3033 Background: NKP-1339 is a first-in-class small molecule anti-cancer compound that down-regulates GRP78, a key regulator of misfolded protein processing and tumor survival/anti-apoptosis. GRP78 up-regulation occurs in many tumors, and is associated with intrinsic and chemotherapy-induced resistance. Preclinically, single agent NKP-1339 demonstrates activity against multiple tumor types, including chemoresistant lines. This phase I trial evaluates the safety, tolerability, maximum tolerated dose (MTD), pharmacokinetics, and pharmacodynamics (PD) of NKP-1339. Methods: Patients (pts) with advanced solid tumors, adequate organ function, ECOG 0-1 are enrolled. NKP-1339 is infused on day 1, 8, and 15 of 28 day cycles. Single pt cohorts are enrolled until grade 2 toxicity, then adjusted to standard 3+3 design. Doses from 20-780 mg/m2 are evaluated. PD samples for plasma GRP78 are collected. At MTD, an expanded cohort of 25 pts is enrolled. Results: 34 pts are enrolled for dose escalation: 30 evaluable for dose determination; 4 replaced due to tumor progression in cycle 1. Demographics: 19M/15F; median age 62 yrs (range 28 to 79). Tumor types: colorectal (CRC, 10), non-small cell lung (NSCLC, 8); neuroendocrine (NET, 5); head and neck (H&N, 3); and other cancer (8).
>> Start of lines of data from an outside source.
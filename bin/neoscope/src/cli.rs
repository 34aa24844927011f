use chrono::NaiveDate;
use clap::{Parser, Subcommand};
use clickhouse::{ApproachFilter, HazardFilter, Range};
use config::ClickhouseOpts;

/// Query the NEO catalogue and close approach tables from the terminal
#[derive(Parser, Debug)]
#[command(name = "neoscope", version, about)]
pub struct Cli {
    #[command(subcommand)]
    pub command: Command,
}

#[derive(Subcommand, Debug)]
pub enum Command {
    /// List the predefined catalogue queries
    Queries,
    /// Run one catalogue query (e.g. `q4`, `Q4` or `4`)
    Run {
        /// Catalogue id
        id: String,
        #[command(flatten)]
        clickhouse: ClickhouseOpts,
    },
    /// Filter close approaches by date, distance, velocity, size and hazard
    Filter {
        #[command(flatten)]
        args: FilterArgs,
        #[command(flatten)]
        clickhouse: ClickhouseOpts,
    },
}

/// Filter bounds; anything omitted keeps the dashboard default.
#[derive(clap::Args, Debug, Default)]
pub struct FilterArgs {
    /// First approach date, YYYY-MM-DD [default: 2000-01-01]
    #[arg(long)]
    pub start_date: Option<NaiveDate>,
    /// Last approach date, YYYY-MM-DD [default: today]
    #[arg(long)]
    pub end_date: Option<NaiveDate>,
    /// Minimum miss distance in AU [default: 0]
    #[arg(long)]
    pub au_min: Option<f64>,
    /// Maximum miss distance in AU [default: 1]
    #[arg(long)]
    pub au_max: Option<f64>,
    /// Minimum miss distance in lunar distances [default: 0]
    #[arg(long)]
    pub ld_min: Option<f64>,
    /// Maximum miss distance in lunar distances [default: 10]
    #[arg(long)]
    pub ld_max: Option<f64>,
    /// Minimum relative velocity in km/h [default: 0]
    #[arg(long)]
    pub velocity_min: Option<f64>,
    /// Maximum relative velocity in km/h [default: 100000]
    #[arg(long)]
    pub velocity_max: Option<f64>,
    /// Minimum of the maximum estimated diameter in km [default: 0]
    #[arg(long)]
    pub diameter_min: Option<f64>,
    /// Maximum of the maximum estimated diameter in km [default: 50]
    #[arg(long)]
    pub diameter_max: Option<f64>,
    /// Hazard selector: all, yes or no
    #[arg(long, default_value_t = HazardFilter::All)]
    pub hazardous: HazardFilter,
}

fn merge(base: Range, min: Option<f64>, max: Option<f64>) -> Range {
    Range::new(min.unwrap_or(base.min), max.unwrap_or(base.max))
}

impl FilterArgs {
    /// Combine the given bounds with the defaults. Validation happens in the reader.
    pub fn to_filter(&self) -> ApproachFilter {
        let defaults = ApproachFilter::default();
        ApproachFilter {
            start_date: self.start_date.unwrap_or(defaults.start_date),
            end_date: self.end_date.unwrap_or(defaults.end_date),
            astronomical: merge(defaults.astronomical, self.au_min, self.au_max),
            lunar: merge(defaults.lunar, self.ld_min, self.ld_max),
            velocity: merge(defaults.velocity, self.velocity_min, self.velocity_max),
            diameter: merge(defaults.diameter, self.diameter_min, self.diameter_max),
            hazardous: self.hazardous,
        }
    }
}

#[cfg(test)]
mod tests {
    use super::*;
    use clap::CommandFactory;

    const CONN: &[&str] = &[
        "--clickhouse-url",
        "http://localhost:8123",
        "--clickhouse-db",
        "neo",
        "--clickhouse-username",
        "default",
        "--clickhouse-password",
        "",
    ];

    fn parse(args: &[&str]) -> Cli {
        let argv =
            std::iter::once("neoscope").chain(args.iter().copied()).chain(CONN.iter().copied());
        Cli::try_parse_from(argv).unwrap()
    }

    #[test]
    fn verify_cli() {
        Cli::command().debug_assert();
    }

    #[test]
    fn queries_needs_no_connection() {
        let cli = Cli::try_parse_from(["neoscope", "queries"]).unwrap();
        assert!(matches!(cli.command, Command::Queries));
    }

    #[test]
    fn run_takes_an_id() {
        let cli = parse(&["run", "q7"]);
        let Command::Run { id, clickhouse } = cli.command else { panic!("expected run") };
        assert_eq!(id, "q7");
        assert_eq!(clickhouse.db, "neo");
    }

    #[test]
    fn filter_defaults_match_dashboard() {
        let cli = parse(&["filter"]);
        let Command::Filter { args, .. } = cli.command else { panic!("expected filter") };
        let filter = args.to_filter();
        let defaults = ApproachFilter::default();
        assert_eq!(filter, defaults);
    }

    #[test]
    fn filter_flags_override_defaults() {
        let cli = parse(&[
            "filter",
            "--start-date",
            "2024-01-01",
            "--end-date",
            "2024-06-30",
            "--ld-max",
            "25",
            "--velocity-min",
            "50000",
            "--hazardous",
            "yes",
        ]);
        let Command::Filter { args, .. } = cli.command else { panic!("expected filter") };
        let filter = args.to_filter();
        assert_eq!(filter.start_date, NaiveDate::from_ymd_opt(2024, 1, 1).unwrap());
        assert_eq!(filter.end_date, NaiveDate::from_ymd_opt(2024, 6, 30).unwrap());
        assert_eq!(filter.lunar, Range::new(0.0, 25.0));
        assert_eq!(filter.velocity, Range::new(50_000.0, 100_000.0));
        assert_eq!(filter.astronomical, ApproachFilter::DEFAULT_ASTRONOMICAL);
        assert_eq!(filter.hazardous, HazardFilter::Yes);
    }

    #[test]
    fn rejects_bad_hazard_and_date() {
        let bad_hazard = Cli::try_parse_from(
            ["neoscope", "filter", "--hazardous", "maybe"].into_iter().chain(CONN.iter().copied()),
        );
        assert!(bad_hazard.is_err());

        let bad_date = Cli::try_parse_from(
            ["neoscope", "filter", "--start-date", "2024-02-30"]
                .into_iter()
                .chain(CONN.iter().copied()),
        );
        assert!(bad_date.is_err());
    }
}
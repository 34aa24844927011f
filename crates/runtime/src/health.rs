use api_types::HealthResponse;
use axum::Json;

/// Health check handler returning `{ "status": "ok" }`.
pub async fn handler() -> Json<HealthResponse> {
    Json(HealthResponse { status: "ok".to_owned() })
}

#[cfg(test)]
mod tests {
    use super::*;
    use axum::{
        Router,
        body::{self, Body},
        http::{Request, StatusCode},
        routing::get,
    };
    use tower::util::ServiceExt;

    #[tokio::test]
    async fn health_reports_ok() {
        let response = Router::new()
            .route("/health", get(handler))
            .oneshot(Request::builder().uri("/health").body(Body::empty()).unwrap())
            .await
            .unwrap();
        assert_eq!(response.status(), StatusCode::OK);
        let bytes = body::to_bytes(response.into_body(), usize::MAX).await.unwrap();
        assert_eq!(&bytes[..], br#"{"status":"ok"}"#);
    }
}
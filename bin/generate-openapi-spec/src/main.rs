//! Generate `OpenAPI` specification for the Neoscope API

use api::ApiDoc;
use utoipa::OpenApi;

fn main() -> eyre::Result<()> {
    let openapi = ApiDoc::openapi();
    let json = serde_json::to_string_pretty(&openapi)?;
    println!("{json}");
    Ok(())
}
//! Interactive approach filter endpoint

use crate::{
    state::ApiState,
    validation::{ApproachQuery, resolve_approach_filter},
};
use api_types::*;
use axum::{
    Json,
    extract::{Query, State, rejection::QueryRejection},
};

#[utoipa::path(
    get,
    path = "/approaches",
    params(
        ApproachQuery
    ),
    responses(
        (status = 200, description = "Filtered close approaches", body = ApproachesResponse),
        (status = 400, description = "Invalid filter", body = ErrorResponse),
        (status = 500, description = "Database error", body = ErrorResponse)
    ),
    tag = "neoscope"
)]
/// Filter close approaches by date, miss distance, velocity, diameter and
/// hazard flag.
///
/// All bounds are inclusive. Results are ordered by approach date, then name.
pub async fn approaches(
    params: Result<Query<ApproachQuery>, QueryRejection>,
    State(state): State<ApiState>,
) -> Result<Json<ApproachesResponse>, ErrorResponse> {
    let Query(params) = params.map_err(|e| ErrorResponse::invalid_params(e.body_text()))?;
    let filter = resolve_approach_filter(&params)?;

    let table = match state.client.get_filtered_table(&filter).await {
        Ok(table) => table,
        Err(e) => {
            tracing::error!(error = ?e, "Failed to get filtered approaches");
            return Err(ErrorResponse::database_error());
        }
    };
    tracing::info!(
        count = table.len(),
        hazardous = %filter.hazardous,
        "Returning filtered approaches"
    );
    Ok(Json(ApproachesResponse { filter, table }))
}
Dose limiting toxicity of grade (gr) 2-3 nausea, with gr 2 creatinine in 1 pt, occurred at 780 mg/m2; MTD is 625 mg/m2. Gr 1 fever/chills is observed above 420 mg/m2, but is prevented by steroid premedication. The most common drug-related events are gr 1 nausea, gr 1-2 vomiting, and gr 1-2 fatigue. No lab abnormalities were noted except reversible creatinine elevation in 4 pts: 3 pt with gr 1; 1 pt with gr 2 secondary to DLT. Partial response was in 1 pt (NET); stable disease in 7 pts, including NET (2), NSCLC (2), CRC (1), sarcoma (1), and unknown primary (1). Therapy duration 14+-88+ weeks. Soluble GRP78 is detected in the plasma of patients at baseline. Conclusions: NKP-1339is well tolerated with manageable side effects. Single agent activity is noted in multiple tumors including NET. Results from the expanded cohort and pre/post-therapy PD will be presented. Phase II single agent NKP-1339 and phase I NKP-1339 combination trials are planned.